Tattoos and the workplace don’t always mix. A recent study by The Patient’s Guide, an online skin care resource site, found a 32 percent increase in demand for tattoo removal from 2011 to 2012. The most cited factor in wanting a tattoo removed was “employment reasons.”
“We've seen a marked increase in tattoo removal laser appointments," says Jasson W. Gilmore, CEO and co-founder of The Patient’s Guide. “The increased awareness of laser tattoo removal, economic pressure and the explosion in tattoo popularity have all converged to drive up demand for this procedure.”

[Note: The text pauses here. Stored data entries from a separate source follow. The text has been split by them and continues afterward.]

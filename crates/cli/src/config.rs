//! # CLI Configuration
//!
//! Loads the `rentlaw` configuration in layers: built-in defaults, an optional
//! YAML file (`rentlaw.yml` in the working directory, or an explicit path), and
//! `RENTLAW_`-prefixed environment variables (e.g. `RENTLAW_PARAGRAPH_PATTERN`).

use config::{Config as ConfigBuilder, Environment, File, FileFormat};
use rentlaw::patterns::{CHAPTER_HEADING_PATTERN, PARAGRAPH_HEADING_PATTERN};
use rentlaw::{HeadingPatterns, SegmentError};
use serde::Deserialize;
use std::path::Path;
use thiserror::Error;
use tracing::info;

/// The configuration file picked up from the working directory.
pub const DEFAULT_CONFIG_FILE: &str = "rentlaw.yml";

#[derive(Error, Debug)]
pub enum ConfigError {
    #[error("Configuration error: {0}")]
    General(#[from] config::ConfigError),
    #[error("Config file not found at '{0}'")]
    NotFound(String),
    #[error(transparent)]
    Pattern(#[from] SegmentError),
}

#[derive(Debug, Deserialize, Clone, PartialEq)]
pub struct AppConfig {
    /// Chapter heading pattern with one capture group around the heading.
    #[serde(default = "default_chapter_pattern")]
    pub chapter_pattern: String,
    /// Paragraph heading pattern with one capture group around the heading.
    #[serde(default = "default_paragraph_pattern")]
    pub paragraph_pattern: String,
    /// The statutory PDF used when no input is given on the command line.
    #[serde(default)]
    pub law_pdf: Option<String>,
}

fn default_chapter_pattern() -> String {
    CHAPTER_HEADING_PATTERN.to_string()
}

fn default_paragraph_pattern() -> String {
    PARAGRAPH_HEADING_PATTERN.to_string()
}

impl AppConfig {
    /// Compiles the configured heading patterns.
    pub fn heading_patterns(&self) -> Result<HeadingPatterns, ConfigError> {
        Ok(HeadingPatterns::new(
            &self.chapter_pattern,
            &self.paragraph_pattern,
        )?)
    }
}

/// Loads the configuration.
///
/// An explicit `config_path_override` must exist; the default `rentlaw.yml`
/// is optional.
pub fn get_config(config_path_override: Option<&str>) -> Result<AppConfig, ConfigError> {
    let mut builder = ConfigBuilder::builder()
        .set_default("chapter_pattern", CHAPTER_HEADING_PATTERN)?
        .set_default("paragraph_pattern", PARAGRAPH_HEADING_PATTERN)?;

    match config_path_override {
        Some(path) => {
            if !Path::new(path).exists() {
                return Err(ConfigError::NotFound(path.to_string()));
            }
            info!("Loading configuration from '{path}'.");
            builder = builder.add_source(File::new(path, FileFormat::Yaml));
        }
        None if Path::new(DEFAULT_CONFIG_FILE).exists() => {
            info!("Loading configuration from '{DEFAULT_CONFIG_FILE}'.");
            builder = builder.add_source(File::new(DEFAULT_CONFIG_FILE, FileFormat::Yaml));
        }
        None => {}
    }

    let settings = builder
        .add_source(Environment::with_prefix("RENTLAW").prefix_separator("_"))
        .build()?;

    Ok(settings.try_deserialize()?)
}
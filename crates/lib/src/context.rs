use crate::types::Segment;

/// Joins retrieved units into the context block handed to a language model.
///
/// Units are separated by a blank line, in the order given.
pub fn format_context(units: &[Segment]) -> String {
    units
        .iter()
        .map(|unit| unit.content.as_str())
        .collect::<Vec<_>>()
        .join("\n\n")
}

#[cfg(test)]
mod tests {
    use super::*;

    #[test]
    fn test_format_context() {
        let units = vec![
            Segment::new("§ 1. Loven gælder.", "§ 1.", "Kapitel 1"),
            Segment::new("§ 34. Depositum.", "§ 34.", "Kapitel 5"),
        ];
        assert_eq!(
            format_context(&units),
            "§ 1. Loven gælder.\n\n§ 34. Depositum."
        );
        assert_eq!(format_context(&[]), "");
    }
}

Data was collected for the amount of in-office laser tattoo removals for two years in locations in North America. Patient surveys were given to 700 participants to gauge reasons for initiating removal procedures. “Employment reasons” led with 40 percent of all submissions, while “Name of Ex-Partner/Spouse” followed with 18 percent.
Manhattan-based plastic surgeon Arthur W. Perry, MD, FACS, sees many people that come in unhappy about their tattoos.

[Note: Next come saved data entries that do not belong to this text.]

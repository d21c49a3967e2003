//! # Rental Law Segmentation
//!
//! This crate splits a statutory text into addressable legal units: chapters
//! ("Kapitel N") and the numbered paragraphs ("§ N.") inside them, each tagged
//! with its parent chapter and the page its heading is printed on. The
//! resulting units are the atoms a retrieval index embeds and cites.
//!
//! Text extraction is delegated to a `DocumentLoader`; the segmentation itself
//! is a pure, synchronous transformation over already-extracted text.

pub mod context;
pub mod errors;
pub mod loader;
pub mod pages;
pub mod patterns;
pub mod pipeline;
pub mod report;
pub mod segment;
pub mod splitter;
pub mod types;

pub use context::format_context;
pub use errors::{IndexError, LoadError, SegmentError};
pub use loader::DocumentLoader;
pub use pages::{annotate_pages, PageIndex};
pub use patterns::{heading_ordinal, HeadingPattern, HeadingPatterns, PAGE_DELIMITER};
pub use pipeline::SegmentationPipeline;
pub use report::SegmentationReport;
pub use segment::{segment_by_chapter, segment_by_paragraph};
pub use splitter::RegexSplitter;
pub use types::{Segment, SegmentedLaw, TextBlock};
//! # Regex Splitter
//!
//! Partitions a block of text at successive heading matches. Every heading
//! becomes one `Segment` holding the heading and the text up to the next
//! heading; text in front of the first heading (front matter) is dropped.

use crate::patterns::HeadingPattern;
use crate::types::Segment;

/// Splits text into heading-delimited segments with a `HeadingPattern`.
#[derive(Debug, Clone, Copy)]
pub struct RegexSplitter<'p> {
    pattern: &'p HeadingPattern,
}

impl<'p> RegexSplitter<'p> {
    pub fn new(pattern: &'p HeadingPattern) -> Self {
        Self { pattern }
    }

    /// Splits `text` into segments tagged with `parent_title`.
    ///
    /// A segment's content is the trimmed heading followed by a single space and
    /// the trimmed body. Whitespace inside the body is kept verbatim. A heading
    /// without a body yields just the heading.
    pub fn split(&self, text: &str, parent_title: &str) -> Vec<Segment> {
        let headings: Vec<_> = self.pattern.headings(text).collect();

        headings
            .iter()
            .enumerate()
            .map(|(i, heading)| {
                let body_end = headings.get(i + 1).map_or(text.len(), |next| next.start());
                let title = heading.as_str().trim();
                let body = text[heading.end()..body_end].trim();

                let content = if body.is_empty() {
                    title.to_string()
                } else {
                    format!("{title} {body}")
                };
                Segment::new(content, title, parent_title)
            })
            .collect()
    }
}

“Whether right or wrong, employers judge people based on their appearance, and they weigh the effect their employees will have on customers,” the author of “Straight Talk about Cosmetic Surgery” (Yale University Press, 2007) says. “I have seen people who are extremely upset with their tattoos after they have realized their full implications.”
Tattoos may only cost a few hundred dollars to get, but could cost thousands to remove. Even when you “burn out” a tattoo, Perry says, a “ghost” or white scar is usually left.
“Think very carefully about it,” Perry says. “Think abut the clothes you wore 10 years ago. Would you wear that now?”